Start of Exercise data
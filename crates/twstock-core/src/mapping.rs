//! Source column layouts and their canonical field names.
//!
//! Every (kind, venue) pair has exactly one [`FieldMapping`]. The tables are
//! data: the source labels are the exchanges' own headers, and a target of
//! `""` marks a source column that is deliberately discarded.

use thiserror::Error;

use crate::domain::{DataKind, Venue};
use crate::table::Table;

/// How source cells are located.
#[derive(Debug, Clone, Copy, PartialEq, Eq)]
pub enum MappingStrategy {
    /// Header label to canonical name. Unlisted labels and `""` targets drop.
    ByName(&'static [(&'static str, &'static str)]),
    /// Zero-based cell position to canonical name. Unlisted positions drop.
    ByPosition(&'static [(usize, &'static str)]),
}

#[derive(Debug, Clone, Copy, PartialEq, Eq)]
pub struct FieldMapping {
    pub kind: DataKind,
    pub venue: Venue,
    pub strategy: MappingStrategy,
}

/// A raw row too short for its layout.
#[derive(Debug, Error, Clone, PartialEq, Eq)]
#[error("row {row} has {len} cells, layout needs {needed}")]
pub struct ShapeError {
    pub row: usize,
    pub len: usize,
    pub needed: usize,
}

const TWSE_STOCK_PRICE: &[(&str, &str)] = &[
    ("證券代號", "StockID"),
    ("證券名稱", ""),
    ("成交股數", "TradeVolume"),
    ("成交筆數", "Transaction"),
    ("成交金額", "TradeValue"),
    ("開盤價", "Open"),
    ("最高價", "Max"),
    ("最低價", "Min"),
    ("收盤價", "Close"),
    ("漲跌(+/-)", "Dir"),
    ("漲跌價差", "Change"),
    ("最後揭示買價", ""),
    ("最後揭示買量", ""),
    ("最後揭示賣價", ""),
    ("最後揭示賣量", ""),
    ("本益比", ""),
];

const TPEX_STOCK_PRICE: &[(usize, &str)] = &[
    (0, "StockID"),
    (2, "Close"),
    (3, "Change"),
    (4, "Open"),
    (5, "Max"),
    (6, "Min"),
    (7, "TradeVolume"),
    (8, "TradeValue"),
    (9, "Transaction"),
];

const TWSE_INSTITUTIONAL_INVESTOR: &[(&str, &str)] = &[
    ("證券代號", "StockID"),
    ("證券名稱", "StockName"),
    ("外陸資買進股數(不含外資自營商)", "ForeignBuy"),
    ("外陸資賣出股數(不含外資自營商)", "ForeignSell"),
    ("外陸資買賣超股數(不含外資自營商)", "ForeignNet"),
    ("外資自營商買進股數", "ForeignDealerBuy"),
    ("外資自營商賣出股數", "ForeignDealerSell"),
    ("外資自營商買賣超股數", "ForeignDealerNet"),
    ("投信買進股數", "InvestmentTrustBuy"),
    ("投信賣出股數", "InvestmentTrustSell"),
    ("投信買賣超股數", "InvestmentTrustNet"),
    ("自營商買賣超股數", "DealerNet"),
    ("自營商買進股數(自行買賣)", "DealerSelfBuy"),
    ("自營商賣出股數(自行買賣)", "DealerSelfSell"),
    ("自營商買賣超股數(自行買賣)", "DealerSelfNet"),
    ("自營商買進股數(避險)", "DealerHedgeBuy"),
    ("自營商賣出股數(避險)", "DealerHedgeSell"),
    ("自營商買賣超股數(避險)", "DealerHedgeNet"),
    ("三大法人買賣超股數", "ThreeInstitutionNet"),
];

const TPEX_INSTITUTIONAL_INVESTOR: &[(usize, &str)] = &[
    (0, "StockID"),
    (1, "StockName"),
    (2, "ForeignBuy"),
    (3, "ForeignSell"),
    (4, "ForeignNet"),
    (5, "ForeignDealerBuy"),
    (6, "ForeignDealerSell"),
    (7, "ForeignDealerNet"),
    (11, "InvestmentTrustBuy"),
    (12, "InvestmentTrustSell"),
    (13, "InvestmentTrustNet"),
    (14, "DealerSelfBuy"),
    (15, "DealerSelfSell"),
    (16, "DealerSelfNet"),
    (17, "DealerHedgeBuy"),
    (18, "DealerHedgeSell"),
    (19, "DealerHedgeNet"),
    (23, "ThreeInstitutionNet"),
];

// The TWSE margin table repeats its header labels, so it is read by position.
const TWSE_MARGIN_SHORT_SALE: &[(usize, &str)] = &[
    (0, "StockID"),
    (1, "StockName"),
    (2, "MarginPurchaseBuy"),
    (3, "MarginPurchaseSell"),
    (4, "MarginPurchaseCashRepayment"),
    (5, "MarginPurchaseYesterdayBalance"),
    (6, "MarginPurchaseTodayBalance"),
    (7, "MarginPurchaseLimit"),
    (8, "ShortSaleBuy"),
    (9, "ShortSaleSell"),
    (10, "ShortSaleCashRepayment"),
    (11, "ShortSaleYesterdayBalance"),
    (12, "ShortSaleTodayBalance"),
    (13, "ShortSaleLimit"),
    (14, "OffsetLoanAndShort"),
    (15, "Note"),
];

const TPEX_MARGIN_SHORT_SALE: &[(&str, &str)] = &[
    ("代號", "StockID"),
    ("名稱", "StockName"),
    ("資買", "MarginPurchaseBuy"),
    ("資賣", "MarginPurchaseSell"),
    ("現償", "MarginPurchaseCashRepayment"),
    ("前資餘額(張)", "MarginPurchaseYesterdayBalance"),
    ("資餘額", "MarginPurchaseTodayBalance"),
    ("資限額", "MarginPurchaseLimit"),
    ("券買", "ShortSaleBuy"),
    ("券賣", "ShortSaleSell"),
    ("券償", "ShortSaleCashRepayment"),
    ("前券餘額(張)", "ShortSaleYesterdayBalance"),
    ("券餘額", "ShortSaleTodayBalance"),
    ("券限額", "ShortSaleLimit"),
    ("資券相抵(張)", "OffsetLoanAndShort"),
    ("備註", "Note"),
];

const TAIFEX_FUTURES_DAILY: &[(&str, &str)] = &[
    ("交易日期", "date"),
    ("契約", "FuturesID"),
    ("到期月份(週別)", "ContractDate"),
    ("開盤價", "Open"),
    ("最高價", "Max"),
    ("最低價", "Min"),
    ("收盤價", "Close"),
    ("漲跌價", "Change"),
    ("漲跌%", "ChangePer"),
    ("成交量", "Volume"),
    ("結算價", "SettlementPrice"),
    ("未沖銷契約數", "OpenInterest"),
    ("交易時段", "TradingSession"),
    ("最後最佳買價", ""),
    ("最後最佳賣價", ""),
    ("歷史最高價", ""),
    ("歷史最低價", ""),
    ("是否因訊息面暫停交易", ""),
    ("價差對單式委託成交量", ""),
];

const ISIN_STOCK_INFO: &[(&str, &str)] = &[
    ("有價證券代號及名稱", "StockCodeName"),
    ("市場別", "MarketType"),
    ("產業別", "IndustryType"),
];

const TDCC_SHAREHOLDING: &[(&str, &str)] = &[
    ("資料日期", "Date"),
    ("證券代號", "StockID"),
    ("持股分級", "ShareholdingLevel"),
    ("人數", "NumberOfHolders"),
    ("股數", "NumberOfShares"),
    ("占集保庫存數比例%", "PercentageOfTotalShares"),
];

const MAPPINGS: &[FieldMapping] = &[
    FieldMapping {
        kind: DataKind::StockPrice,
        venue: Venue::Twse,
        strategy: MappingStrategy::ByName(TWSE_STOCK_PRICE),
    },
    FieldMapping {
        kind: DataKind::StockPrice,
        venue: Venue::Tpex,
        strategy: MappingStrategy::ByPosition(TPEX_STOCK_PRICE),
    },
    FieldMapping {
        kind: DataKind::InstitutionalInvestor,
        venue: Venue::Twse,
        strategy: MappingStrategy::ByName(TWSE_INSTITUTIONAL_INVESTOR),
    },
    FieldMapping {
        kind: DataKind::InstitutionalInvestor,
        venue: Venue::Tpex,
        strategy: MappingStrategy::ByPosition(TPEX_INSTITUTIONAL_INVESTOR),
    },
    FieldMapping {
        kind: DataKind::MarginShortSale,
        venue: Venue::Twse,
        strategy: MappingStrategy::ByPosition(TWSE_MARGIN_SHORT_SALE),
    },
    FieldMapping {
        kind: DataKind::MarginShortSale,
        venue: Venue::Tpex,
        strategy: MappingStrategy::ByName(TPEX_MARGIN_SHORT_SALE),
    },
    FieldMapping {
        kind: DataKind::FuturesDaily,
        venue: Venue::Taifex,
        strategy: MappingStrategy::ByName(TAIFEX_FUTURES_DAILY),
    },
    FieldMapping {
        kind: DataKind::StockInfo,
        venue: Venue::Twse,
        strategy: MappingStrategy::ByName(ISIN_STOCK_INFO),
    },
    FieldMapping {
        kind: DataKind::StockInfo,
        venue: Venue::Tpex,
        strategy: MappingStrategy::ByName(ISIN_STOCK_INFO),
    },
    FieldMapping {
        kind: DataKind::TdccShareholding,
        venue: Venue::Tdcc,
        strategy: MappingStrategy::ByName(TDCC_SHAREHOLDING),
    },
];

/// The layout a venue uses for a kind, if it publishes that kind at all.
pub fn field_mapping(kind: DataKind, venue: Venue) -> Option<&'static FieldMapping> {
    MAPPINGS
        .iter()
        .find(|mapping| mapping.kind == kind && mapping.venue == venue)
}

/// Relabel a raw table into canonical columns.
///
/// Output columns follow the order of the mapping table. Source labels are
/// compared after trimming whitespace; the first column carrying a label wins.
pub fn map(raw: &Table, strategy: &MappingStrategy) -> Result<Table, ShapeError> {
    let selected: Vec<(usize, &'static str)> = match strategy {
        MappingStrategy::ByName(pairs) => {
            if let Some((row, cells)) = raw
                .rows
                .iter()
                .enumerate()
                .find(|(_, cells)| cells.len() < raw.columns.len())
            {
                return Err(ShapeError {
                    row,
                    len: cells.len(),
                    needed: raw.columns.len(),
                });
            }
            pairs
                .iter()
                .filter(|(_, target)| !target.is_empty())
                .filter_map(|(source, target)| {
                    raw.columns
                        .iter()
                        .position(|column| column.trim() == *source)
                        .map(|index| (index, *target))
                })
                .collect()
        }
        MappingStrategy::ByPosition(pairs) => {
            let needed = pairs.iter().map(|(index, _)| index + 1).max().unwrap_or(0);
            if let Some((row, cells)) = raw
                .rows
                .iter()
                .enumerate()
                .find(|(_, cells)| cells.len() < needed)
            {
                return Err(ShapeError {
                    row,
                    len: cells.len(),
                    needed,
                });
            }
            pairs.to_vec()
        }
    };

    let columns = selected
        .iter()
        .map(|(_, target)| (*target).to_string())
        .collect();
    let rows = raw
        .rows
        .iter()
        .map(|cells| {
            selected
                .iter()
                .map(|(index, _)| cells[*index].clone())
                .collect()
        })
        .collect();

    Ok(Table::new(columns, rows))
}
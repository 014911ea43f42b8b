use twstock_core::{plan_task, run_task};

use crate::cli::{Cli, RunArgs};
use crate::error::CliError;

use super::{failed_units, open_pipeline, CommandResult};

pub async fn run(args: &RunArgs, cli: &Cli) -> Result<CommandResult, CliError> {
    // Reject bad names and ranges before touching the warehouse.
    plan_task(&args.task, args.start.as_deref(), args.end.as_deref())?;

    let mut pipeline = open_pipeline(cli)?;
    let report = run_task(
        &mut pipeline,
        &args.task,
        args.start.as_deref(),
        args.end.as_deref(),
    )
    .await?;

    let failed = failed_units(&report);
    Ok(CommandResult::ok(serde_json::to_value(&report)?).with_failed_units(failed))
}
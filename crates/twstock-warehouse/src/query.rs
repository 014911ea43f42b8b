//! Read-only lookups over the destination tables.

use ::duckdb::types::Value as DuckValue;
use ::duckdb::{Connection, ToSql};
use serde::Serialize;
use serde_json::{Number, Value};

use crate::tables::table_def;
use crate::{quote_identifier, WarehouseError};

/// Row cap applied when the caller has no preference.
pub const DEFAULT_MAX_ROWS: usize = 10_000;

#[derive(Debug, Clone, Serialize)]
pub struct SqlColumn {
    pub name: String,
    #[serde(rename = "type")]
    pub r#type: String,
}

/// Rows of one table for one identifier.
#[derive(Debug, Clone, Serialize)]
pub struct QueryResult {
    pub columns: Vec<SqlColumn>,
    pub rows: Vec<Vec<Value>>,
    pub row_count: usize,
    /// More than `max_rows` rows matched.
    pub truncated: bool,
}

/// Select rows of `table` for one identifier, optionally bounded by an inclusive ISO date range.
///
/// The identifier column is `FuturesID` for futures and `StockID` elsewhere. Date bounds
/// are ignored for tables without a date column. At most `max_rows` rows come back, oldest first.
pub fn lookup(
    connection: &Connection,
    table: &str,
    id: &str,
    start: Option<&str>,
    end: Option<&str>,
    max_rows: usize,
) -> Result<QueryResult, WarehouseError> {
    if max_rows == 0 {
        return Err(WarehouseError::QueryRejected(String::from(
            "max rows must be greater than zero",
        )));
    }
    let table = table_def(table)
        .ok_or_else(|| WarehouseError::QueryRejected(format!("unknown table '{table}'")))?;

    let mut sql = format!(
        "SELECT * FROM {} WHERE {} = ?",
        table.name,
        quote_identifier(table.id_column)?
    );
    let mut params: Vec<&dyn ToSql> = vec![&id];
    if let Some(date_column) = table.date_column {
        let date_column = quote_identifier(date_column)?;
        if let Some(start) = start.as_ref() {
            sql.push_str(&format!(" AND {date_column} >= ?"));
            params.push(start);
        }
        if let Some(end) = end.as_ref() {
            sql.push_str(&format!(" AND {date_column} <= ?"));
            params.push(end);
        }
        sql.push_str(&format!(" ORDER BY {date_column}"));
    }
    // One extra row tells a full page from a cut one.
    sql.push_str(&format!(" LIMIT {}", max_rows.saturating_add(1)));

    let mut statement = connection.prepare(&sql)?;
    let mut cursor = statement.query(params.as_slice())?;
    let columns = match cursor.as_ref() {
        Some(executed) => executed
            .column_names()
            .into_iter()
            .enumerate()
            .map(|(index, name)| SqlColumn {
                name,
                r#type: executed.column_type(index).to_string(),
            })
            .collect(),
        None => Vec::new(),
    };

    let mut rows = Vec::new();
    while let Some(row) = cursor.next()? {
        let cells = (0..columns.len())
            .map(|index| row.get::<_, DuckValue>(index).map(cell_json))
            .collect::<Result<Vec<_>, _>>()?;
        rows.push(cells);
    }

    let truncated = rows.len() > max_rows;
    rows.truncate(max_rows);
    Ok(QueryResult {
        columns,
        row_count: rows.len(),
        rows,
        truncated,
    })
}

/// Stored cells are TEXT, BIGINT or DOUBLE; non-finite doubles become null.
fn cell_json(value: DuckValue) -> Value {
    match value {
        DuckValue::Text(text) => Value::String(text),
        DuckValue::BigInt(number) => Value::from(number),
        DuckValue::Int(number) => Value::from(number),
        DuckValue::Double(number) => Number::from_f64(number).map_or(Value::Null, Value::Number),
        DuckValue::Null => Value::Null,
        other => Value::String(format!("{other:?}")),
    }
}
//! Taipei Exchange JSON endpoints. Dates are sent in the ROC calendar.

use serde_json::Value;

use super::{
    json_named_table, json_rows, parse_json, FetchOutcome, ACCEPT_LANGUAGE, BROWSER_USER_AGENT,
    JSON_ACCEPT,
};
use crate::calendar::iso_to_roc;
use crate::domain::{DataKind, Venue};
use crate::error::SourceError;
use crate::http_client::HttpRequest;
use crate::table::Table;

const BASE_URL: &str = "https://www.tpex.org.tw/web/stock";

pub(super) fn request(kind: DataKind, date: &str) -> Result<HttpRequest, SourceError> {
    let roc =
        iso_to_roc(date).map_err(|error| SourceError::fetch(Venue::Tpex, error.to_string()))?;
    let roc = urlencoding::encode(&roc);
    let (path, referer) = match kind {
        DataKind::StockPrice => (
            format!("/aftertrading/otc_quotes_no1430/stk_wn1430_result.php?l=zh-tw&d={roc}&se=AL"),
            "/aftertrading/otc_quotes_no1430/stk_wn1430.php?l=zh-tw",
        ),
        DataKind::InstitutionalInvestor => (
            format!("/3insti/daily_trade/3itrade_hedge_result.php?l=zh-tw&o=json&t=D&d={roc}"),
            "/3insti/daily_trade/3itrade_hedge.php?l=zh-tw",
        ),
        DataKind::MarginShortSale => (
            format!(
                "/margin_trading/margin_balance/margin_bal_result.php?l=zh-tw&o=json&t=D&d={roc}"
            ),
            "/margin_trading/margin_balance/margin_bal.php?l=zh-tw",
        ),
        other => {
            return Err(SourceError::fetch(
                Venue::Tpex,
                format!("no TPEX endpoint for {other}"),
            ))
        }
    };

    Ok(HttpRequest::get(format!("{BASE_URL}{path}"))
        .with_header("user-agent", BROWSER_USER_AGENT)
        .with_header("accept", JSON_ACCEPT)
        .with_header("accept-language", ACCEPT_LANGUAGE)
        .with_header("referer", format!("{BASE_URL}{referer}"))
        .with_header("x-requested-with", "XMLHttpRequest"))
}

pub(super) fn parse(kind: DataKind, body: &str) -> Result<FetchOutcome, SourceError> {
    let payload = parse_json(Venue::Tpex, body)?;
    let tables = payload
        .get("tables")
        .and_then(Value::as_array)
        .ok_or_else(|| SourceError::parse(Venue::Tpex, "payload has no tables array"))?;
    let Some(first) = tables.first() else {
        return Ok(FetchOutcome::empty("no tables"));
    };
    let data = first.get("data").unwrap_or(&Value::Null);
    if data.as_array().map_or(true, Vec::is_empty) {
        return Ok(FetchOutcome::empty("no rows"));
    }

    match kind {
        DataKind::StockPrice | DataKind::InstitutionalInvestor => json_rows(Venue::Tpex, data)
            .map(|rows| FetchOutcome::from_table(Table::positional(rows))),
        DataKind::MarginShortSale => {
            let fields = first
                .get("fields")
                .ok_or_else(|| SourceError::parse(Venue::Tpex, "margin table has no fields"))?;
            json_named_table(Venue::Tpex, fields, data).map(FetchOutcome::from_table)
        }
        other => Err(SourceError::parse(
            Venue::Tpex,
            format!("no TPEX payload for {other}"),
        )),
    }
}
End of Exercise data
:: About this exercise ::
Please count up the lines above that include the string "columns" and respond with the total alone.

:: Answer section ::
11